XVIIe siècle : la course aux réformes des imprimeurs

A cette époque, l'orthographe évolue tambour battant, au fil des réformes successives engagées par les imprimeurs. En 1668 ? Les prépositions "apres" et "aupres" prennent un accent aigu. En 1694 ? Les mots en "eu" comme "meur" ou "seur" deviennent "mûr" ou "sûr". En 1709, les finales en "-y" sont remplacés par des finales en "-i". En 1735, les pluriels en "-ez" se transforment en "-és". En 1747, les formes en "ü" ou "uë" sont modifiées. Les mots "loüer" et "ruë" sont écrits "louer" et "rue".

Citons encore les "François" et les "Anglois", rebaptisés "Français" et "Anglais" en 1793, et les pluriels en "-ans" et "-ens", devenus "-ants" et "-ents" dans la sixième édition du Dictionnaire de l'Académie, en 1835. Les "parens" ont enfin un "t". André Chervel recense au moins 18 réformes sur la période. Mais ensuite, c'est le calme plat. Avec la loi Guizot de 1833, qui encadre l'enseignement primaire, "les anciens 'maîtres d'école' se muent en 'instituteurs' ne jurant plus que par l'orthographe", selon le chercheur, toujours dans les colonnes du Monde.

XIXe siècle : les maîtres d'école, hérauts de l'orthographe

La septième édition du Dictionnaire de l'Académie française suggère quelques modifications en 1878, afin de soulager des dizaines de cas épineux. A cette occasion, le "poëte" se fait "poète", "Liége" devient "Liège", "l'asile" remplace "l'asyle" et "l'éternuement" supplante "l'éternûment". Mais l'enseignement est toujours réticent à adopter des changements.

En 1891, la simplification de l'orthographe décidée par Ferdinand Buisson subit un cuisant revers, face à l'opposition du Conseil supérieur. Sept ans plus tard, une circulaire du ministre Léon Bourgeois tente malgré tout de réclamer davantage d'indulgence aux examinateurs, face au "fétichisme orthographie et à la tarification mécanique des fautes""Clé" ou "clef", "sopha" ou "sofa", "il paie" ou "il paye"... Après tout, peu importe.

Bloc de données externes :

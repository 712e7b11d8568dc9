//! Device settings view model.
//!
//! A view is created `Loading` with the device treated as locked. Mounting
//! hands out exactly one [`InfoRequest`]; the matching [`InfoResponse`] moves
//! the view to `Loaded` or `Failed`, both terminal. Responses for a request
//! that is no longer live (the view was unmounted or remounted) are dropped.
//! Rendering takes the translation catalog explicitly; the view holds no
//! reference to the process-wide one.

use std::sync::atomic::{AtomicU64, Ordering};

use crate::cli::i18n::{texts, Catalog};
use crate::services::device::{strip_version_prefix, DeviceInfo};

static REQUEST_SEQ: AtomicU64 = AtomicU64::new(1);

fn next_request_id() -> u64 {
    REQUEST_SEQ.fetch_add(1, Ordering::Relaxed)
}

#[derive(Debug, Clone, Copy, PartialEq, Eq)]
pub enum Phase {
    Loading,
    Loaded,
    Failed,
}

#[derive(Debug, Clone, PartialEq, Eq)]
pub struct SettingsState {
    pub firmware_version: Option<String>,
    pub locked: bool,
}

impl Default for SettingsState {
    fn default() -> Self {
        Self {
            firmware_version: None,
            locked: true,
        }
    }
}

#[derive(Debug, Clone, PartialEq, Eq)]
pub struct InfoRequest {
    pub request_id: u64,
    pub device_id: String,
}

#[derive(Debug, Clone)]
pub struct InfoResponse {
    pub request_id: u64,
    pub result: Result<DeviceInfo, String>,
}

#[derive(Debug, Clone, PartialEq, Eq)]
pub enum Control {
    ManageBackups { href: String, disabled: bool },
    MobilePairing { device_id: String, disabled: bool },
    DeviceLock { device_id: String },
    UpgradeFirmware {
        device_id: String,
        current_version: Option<String>,
    },
    Reset { device_id: String },
}

/// What activating a control leads to.
#[derive(Debug, Clone, PartialEq, Eq)]
pub enum Activation {
    Blocked,
    Navigate(String),
    /// Handled by the control's own flow.
    Delegated { device_id: String },
}

impl Control {
    pub fn label(&self, cat: &Catalog) -> String {
        match self {
            Control::ManageBackups { .. } => texts::manage_backups(cat),
            Control::MobilePairing { .. } => texts::mobile_pairing(cat),
            Control::DeviceLock { .. } => texts::device_lock(cat),
            Control::UpgradeFirmware {
                current_version, ..
            } => texts::upgrade_firmware(cat, current_version.as_deref()),
            Control::Reset { .. } => texts::reset_device(cat),
        }
    }

    /// Only the backup link and pairing are gated here; the rest decide
    /// their own enablement.
    pub fn is_disabled(&self) -> bool {
        match self {
            Control::ManageBackups { disabled, .. } | Control::MobilePairing { disabled, .. } => {
                *disabled
            }
            _ => false,
        }
    }

    pub fn activate(&self) -> Activation {
        if self.is_disabled() {
            return Activation::Blocked;
        }
        match self {
            Control::ManageBackups { href, .. } => Activation::Navigate(href.clone()),
            Control::MobilePairing { device_id, .. }
            | Control::DeviceLock { device_id }
            | Control::UpgradeFirmware { device_id, .. }
            | Control::Reset { device_id } => Activation::Delegated {
                device_id: device_id.clone(),
            },
        }
    }
}

#[derive(Debug, Clone, Copy, PartialEq, Eq)]
pub enum StatusKind {
    Info,
    Warning,
}

#[derive(Debug, Clone, PartialEq, Eq)]
pub struct StatusLine {
    pub kind: StatusKind,
    pub text: String,
}

/// Everything the renderer draws, derived from the device ID, the catalog
/// and state only.
#[derive(Debug, Clone, PartialEq, Eq)]
pub struct SettingsLayout {
    pub title: String,
    pub controls: Vec<Control>,
    pub footer: Option<String>,
    pub status: Option<StatusLine>,
}

#[derive(Debug, Clone)]
pub struct SettingsView {
    device_id: String,
    state: SettingsState,
    phase: Phase,
    mounted: bool,
    live_request: Option<u64>,
}

impl SettingsView {
    pub fn new(device_id: impl Into<String>) -> Self {
        Self {
            device_id: device_id.into(),
            state: SettingsState::default(),
            phase: Phase::Loading,
            mounted: false,
            live_request: None,
        }
    }

    pub fn device_id(&self) -> &str {
        &self.device_id
    }

    pub fn state(&self) -> &SettingsState {
        &self.state
    }

    pub fn phase(&self) -> Phase {
        self.phase
    }

    pub fn is_mounted(&self) -> bool {
        self.mounted
    }

    /// Returns the read to issue, or `None` when already mounted.
    pub fn mount(&mut self) -> Option<InfoRequest> {
        if self.mounted {
            return None;
        }
        self.mounted = true;
        self.state = SettingsState::default();
        self.phase = Phase::Loading;

        let request_id = next_request_id();
        self.live_request = Some(request_id);
        Some(InfoRequest {
            request_id,
            device_id: self.device_id.clone(),
        })
    }

    pub fn unmount(&mut self) {
        self.mounted = false;
        self.live_request = None;
    }

    /// Applies a fetch result. Returns whether the view changed.
    pub fn apply(&mut self, response: InfoResponse) -> bool {
        if self.live_request != Some(response.request_id) {
            log::debug!(
                "dropping device info response {} for {} (live: {:?})",
                response.request_id,
                self.device_id,
                self.live_request
            );
            return false;
        }
        self.live_request = None;

        match response.result {
            Ok(info) => {
                self.state = SettingsState {
                    firmware_version: strip_version_prefix(&info.version),
                    locked: info.lock,
                };
                self.phase = Phase::Loaded;
            }
            Err(err) => {
                log::warn!(
                    "failed to load device info for {}: {err}; keeping the device locked",
                    self.device_id
                );
                self.phase = Phase::Failed;
            }
        }
        true
    }

    pub fn layout(&self, cat: &Catalog) -> SettingsLayout {
        let locked = self.state.locked;
        let device_id = self.device_id.clone();

        let controls = vec![
            Control::ManageBackups {
                href: format!("/manage-backups/{device_id}"),
                disabled: locked,
            },
            Control::MobilePairing {
                device_id: device_id.clone(),
                disabled: locked,
            },
            Control::DeviceLock {
                device_id: device_id.clone(),
            },
            Control::UpgradeFirmware {
                device_id: device_id.clone(),
                current_version: self.state.firmware_version.clone(),
            },
            Control::Reset { device_id },
        ];

        let footer = self
            .state
            .firmware_version
            .as_deref()
            .filter(|v| !v.is_empty())
            .map(|version| texts::firmware_version(cat, version));

        let status = match self.phase {
            Phase::Loading => Some(StatusLine {
                kind: StatusKind::Info,
                text: texts::loading_device_info(cat),
            }),
            Phase::Failed => Some(StatusLine {
                kind: StatusKind::Warning,
                text: texts::device_info_failed(cat),
            }),
            Phase::Loaded if locked => Some(StatusLine {
                kind: StatusKind::Info,
                text: texts::device_locked_hint(cat),
            }),
            Phase::Loaded => None,
        };

        SettingsLayout {
            title: texts::device_settings_title(cat),
            controls,
            footer,
            status,
        }
    }
}
use colored::Colorize;

pub fn success(text: &str) -> String {
    text.green().to_string()
}

pub fn error(text: &str) -> String {
    text.red().to_string()
}

pub fn warning(text: &str) -> String {
    text.yellow().to_string()
}

pub fn info(text: &str) -> String {
    text.cyan().to_string()
}

pub fn highlight(text: &str) -> String {
    text.bright_blue().bold().to_string()
}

Les réformistes veulent aller plus loin et repassent à l'offensive, en décembre 1899, à l'initiative de deux professeurs du secondaire, Clairin et Bernès. Un arrêté du 31 juillet 1900 reprend les travaux d'une commission ad hoc, avec quelques corrections l'année suivante, à la suite des protestations de l'Académie française, jalouse de ses prérogatives.

Le texte proposait d'utiliser indifféremment le masculin ou le féminin pour certains mots – comme "aigle", "automne", "hymne" ou "période" – la réunion de deux mots constitutifs – comme "nouveauné", "courtvêtu" – ou encore d'écrire "pan", "tan", "fan" plutôt que "paon", "taon" et "faon". Et même, d'accepter  "ognon" plutôt qu'"oignon". Le texte rencontre une vive opposition, y compris dans les milieux littéraires, et la réforme passe dans l'oubli sans être appliquée.

XXe siècle : des réformes au caractère facultatif

Le début du siècle suivant n'innove guère en la matière. Il faut attendre l'arrêté Haby, paru le 9 février 1977, pour retrouver des velléités de réforme. L'emploi d'un accent grave est admis à la place d'un accent aigu ("évènement" ou "événement"), tout comme l'omission d'un accent circonflexe sur les voyelles de certains mots. L'arrêté autorise également d'oublier le trait d'union pour certains mots : arc en ciel, nouveau né, dix huit...

Avec les Rectifications du Conseil supérieur de la langue française, publiées dans le JO en 1990, sept règles générales sont simplifiées, des mots composés à l'accentuation. Très peu enseignée par la suite, cette réforme facultative est entrée officiellement dans les programmes en 2008. Les éditeurs de manuels scolaires ont finalement sauté le pas, pour la rentrée 2016.